Northern Star: What don’t you like about the DeKalb music scene?

Reed: That I don’t hear about enough stuff, you know? I don’t do Facebook or … have an online presence. I tend to rely on phone calls and texting. Stuff like that. If I don’t hear about it from somebody like mouth to ear, then I probably won’t hear about it.

It’s not like you go to the local anything anymore and see what’s going on in town. At one point, they used to put fliers up on certain doors and certain places where we knew it would be OK, like a record store. Now, they put fliers up on the local liquor store … . Think about it. The only real place you can look for something to do, anymore, is Facebook.

Danny Collins, owner and booking manager of “Don’t Panic, It’s a Distro.”

NS: As a band manager, is it difficult to book shows in DeKalb?

Collins: No. I think a lot of people are pretty stoked about playing in DeKalb. And one reason is because DeKalb is so far from Chicago … and so close at the same time.

Any band that I’m booking pretty much comes from the surrounding area or from the Chicago area. I mean, it’s really only an hour drive for them and it’s still going away to play a show. Although you’re not playing for the same audience … I think you kind of gather up a reputation for having a good music scene in town. People take note of that.

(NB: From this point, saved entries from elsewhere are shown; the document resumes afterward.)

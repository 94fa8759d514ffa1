//! Line Packer Integration Tests
//!
//! Tests for:
//! - Vertex count formula: 4*(N-1)+2 for N-point shapes
//! - Invisible sprites contributing zero geometry
//! - Deterministic packing regardless of insertion order
//! - Degenerate (zero-length / single-point) segment handling
//! - Staging buffer growth policy

use glam::Vec2;
use glowline::renderer::dynamic_buffer::DynamicVertexBuffer;
use glowline::renderer::line_packer::{
    line_vertex_schema, pack_scene, scene_scalar_count, VERTEX_SCALARS,
};
use glowline::{Scene, Shape, Sprite};

fn shape_with_points(n: usize) -> Shape {
    Shape::new((0..n).map(|i| Vec2::new(i as f32, i as f32 * 2.0)).collect())
}

fn pack(scene: &Scene) -> (Vec<f32>, u32) {
    let mut buf = DynamicVertexBuffer::with_capacity("test", 0);
    buf.reserve_for(scene_scalar_count(scene));
    let count = pack_scene(scene, &mut buf);
    (buf.staged().to_vec(), count)
}

// ============================================================================
// Vertex Count Formula
// ============================================================================

#[test]
fn n_point_shape_packs_4n_minus_2_vertices() {
    for n in 2..=10 {
        let mut scene = Scene::new();
        scene.insert("s", Sprite::with_shapes(vec![shape_with_points(n)]));
        let (data, count) = pack(&scene);
        let expected = 4 * (n - 1) + 2;
        assert_eq!(count as usize, expected, "vertex count for {n} points");
        assert_eq!(data.len(), expected * VERTEX_SCALARS);
    }
}

#[test]
fn empty_shape_packs_nothing() {
    let mut scene = Scene::new();
    scene.insert("s", Sprite::with_shapes(vec![Shape::new(vec![])]));
    let (data, count) = pack(&scene);
    assert_eq!(count, 0);
    assert!(data.is_empty());
}

#[test]
fn single_point_shape_packs_one_degenerate_segment() {
    let mut scene = Scene::new();
    scene.insert(
        "s",
        Sprite::with_shapes(vec![Shape::new(vec![Vec2::new(3.0, 4.0)])]),
    );
    let (data, count) = pack(&scene);
    // Lead-in + 4 + lead-out.
    assert_eq!(count, 6);
    // The synthesized segment is (p, p); both endpoints are the point, and
    // nothing is NaN. The shader's fallback direction draws it as a square.
    for vertex in data.chunks_exact(VERTEX_SCALARS) {
        assert_eq!(&vertex[1..5], &[3.0, 4.0, 3.0, 4.0]);
        assert!(vertex.iter().all(|v| v.is_finite()));
    }
}

#[test]
fn multi_shape_sprite_sums_per_shape_counts() {
    let mut scene = Scene::new();
    scene.insert(
        "s",
        Sprite::with_shapes(vec![shape_with_points(3), shape_with_points(5)]),
    );
    let (_, count) = pack(&scene);
    assert_eq!(count, (4 * 2 + 2) + (4 * 4 + 2));
}

// ============================================================================
// Visibility
// ============================================================================

#[test]
fn invisible_sprites_pack_zero_vertices() {
    let mut scene = Scene::new();
    let mut sprite = Sprite::with_shapes(vec![shape_with_points(8)]);
    sprite.visible = false;
    scene.insert("hidden", sprite);
    let (data, count) = pack(&scene);
    assert_eq!(count, 0);
    assert!(data.is_empty());
    assert_eq!(scene_scalar_count(&scene), 0);
}

#[test]
fn default_sprite_is_invisible() {
    let mut scene = Scene::new();
    scene.insert(
        "default",
        Sprite {
            shapes: vec![shape_with_points(4)],
            ..Sprite::default()
        },
    );
    let (_, count) = pack(&scene);
    assert_eq!(count, 0);
}

// ============================================================================
// Determinism
// ============================================================================

#[test]
fn packing_is_deterministic_across_insertion_orders() {
    let names = ["delta", "alpha", "charlie", "bravo"];
    let sprite_for = |i: usize| {
        let mut sprite = Sprite::with_shapes(vec![shape_with_points(i + 2)]);
        sprite.position = Vec2::new(i as f32, -(i as f32));
        sprite
    };

    let mut forward = Scene::new();
    for (i, name) in names.iter().enumerate() {
        forward.insert(*name, sprite_for(i));
    }
    let mut reverse = Scene::new();
    for (i, name) in names.iter().enumerate().rev() {
        reverse.insert(*name, sprite_for(i));
    }

    let (a, count_a) = pack(&forward);
    let (b, count_b) = pack(&reverse);
    assert_eq!(count_a, count_b);
    assert_eq!(a, b, "same scene must pack byte-identically");
}

#[test]
fn sprites_pack_in_name_order() {
    let mut scene = Scene::new();
    let mut first = Sprite::with_shapes(vec![shape_with_points(2)]);
    first.color = [0.25, 0.0, 0.0, 1.0];
    let mut second = Sprite::with_shapes(vec![shape_with_points(2)]);
    second.color = [0.75, 0.0, 0.0, 1.0];
    scene.insert("zz", second);
    scene.insert("aa", first);

    let (data, _) = pack(&scene);
    // Color red channel is scalar 13 of each 17-scalar vertex.
    assert_eq!(data[13], 0.25, "'aa' must pack before 'zz'");
    let last_vertex = &data[data.len() - VERTEX_SCALARS..];
    assert_eq!(last_vertex[13], 0.75);
}

// ============================================================================
// Selector Sequence
// ============================================================================

#[test]
fn two_point_shape_emits_lead_in_quad_lead_out() {
    let mut scene = Scene::new();
    scene.insert("s", Sprite::with_shapes(vec![shape_with_points(2)]));
    let (data, count) = pack(&scene);
    assert_eq!(count, 6);

    let selectors: Vec<f32> = data
        .chunks_exact(VERTEX_SCALARS)
        .map(|v| v[0])
        .collect();
    assert_eq!(selectors, vec![0.0, 0.0, 1.0, 2.0, 3.0, 3.0]);
}

// ============================================================================
// Vertex Schema
// ============================================================================

#[test]
fn line_schema_stride_matches_packed_vertex_size() {
    let schema = line_vertex_schema().expect("line schema is valid");
    assert_eq!(schema.stride_scalars() as usize, VERTEX_SCALARS);
    assert_eq!(schema.stride_bytes() as usize, VERTEX_SCALARS * 4);
    // Selector leads the stream, color trails it.
    assert_eq!(schema.location("selector"), Some(0));
    assert_eq!(schema.location("color"), Some(4));
}

// ============================================================================
// Sizing & Growth
// ============================================================================

#[test]
fn scalar_count_matches_packed_length() {
    let mut scene = Scene::new();
    scene.insert("a", Sprite::with_shapes(vec![shape_with_points(7)]));
    scene.insert(
        "b",
        Sprite::with_shapes(vec![shape_with_points(2), shape_with_points(3)]),
    );
    let required = scene_scalar_count(&scene);
    let (data, _) = pack(&scene);
    assert_eq!(data.len(), required);
}

#[test]
fn buffer_growth_is_geometric_and_monotonic() {
    let mut buf = DynamicVertexBuffer::with_capacity("test", 100);
    assert_eq!(buf.capacity(), 100);

    buf.reserve_for(1000);
    // max(1000 * 1.5, 100 * 2)
    assert_eq!(buf.capacity(), 1500);

    // Shrinking requests never shrink the buffer.
    buf.reserve_for(10);
    assert_eq!(buf.capacity(), 1500);

    // Small overflow doubles instead of creeping.
    buf.reserve_for(1501);
    assert_eq!(buf.capacity(), 3000);
}

#[test]
fn reset_rewinds_cursor_but_keeps_capacity() {
    let mut buf = DynamicVertexBuffer::with_capacity("test", 8);
    buf.push(&[1.0, 2.0, 3.0]);
    assert_eq!(buf.len(), 3);
    buf.reset();
    assert_eq!(buf.len(), 0);
    assert_eq!(buf.capacity(), 8);
}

James High, rhythm guitarist and vocalist of Soundsmith. Alternative Rock.

NS: Is the DeKalb music scene limited to bars?

High: Oh, certainly not! No, it’s a college town, so there’s plenty of people that are willing to host bands in their basements or bands that will jam and basically throw a party. Obviously, there’s been Camp Kind, [which was] started up a few years ago … and Corn Fest is here every year. So, there’s a lot of other opportunities to play in front of a crowd, but not so many music venues are limited to the House Cafe or Otto’s as far as showcasing original music on a consistent basis.

Alex Bentley, aka Statut3. Electronic Dance Music.

NS: Do you see a difference between the music scene on campus and downtown DeKalb?

Bentley: Yeah, definitely. There’s a difference between the downtown DeKalb area and the student body area. The bars, such as Rosy’s and Molly’s, they play the more “up-to-date radio music,” where the downtown DeKalb area plays more bands….

In my experience, it’s changing. Like, in the last two years, dance music has been falling off in the student body. Before, it was more hip-hop, rap and poppy kind of stuff — the kind of stuff that you hear on the radio, which didn’t include dance music until the last year or so.

Pete Jive, folk singer/songwriter.

NS: What is your favorite aspect of DeKalb’s music scene?

Jive: Well, there’s so many different bands…. I think because my favorite place was the House Cafe and that drew a lot of people from different backgrounds and brought people [together] from singing reggae to … kids shredding on guitars.

You know, that’s what I dig so much about it. There was enough people who played that kind of music and [people] who weren’t outgoing enough to try and share their music … [and] not big enough. There aren’t enough places to play.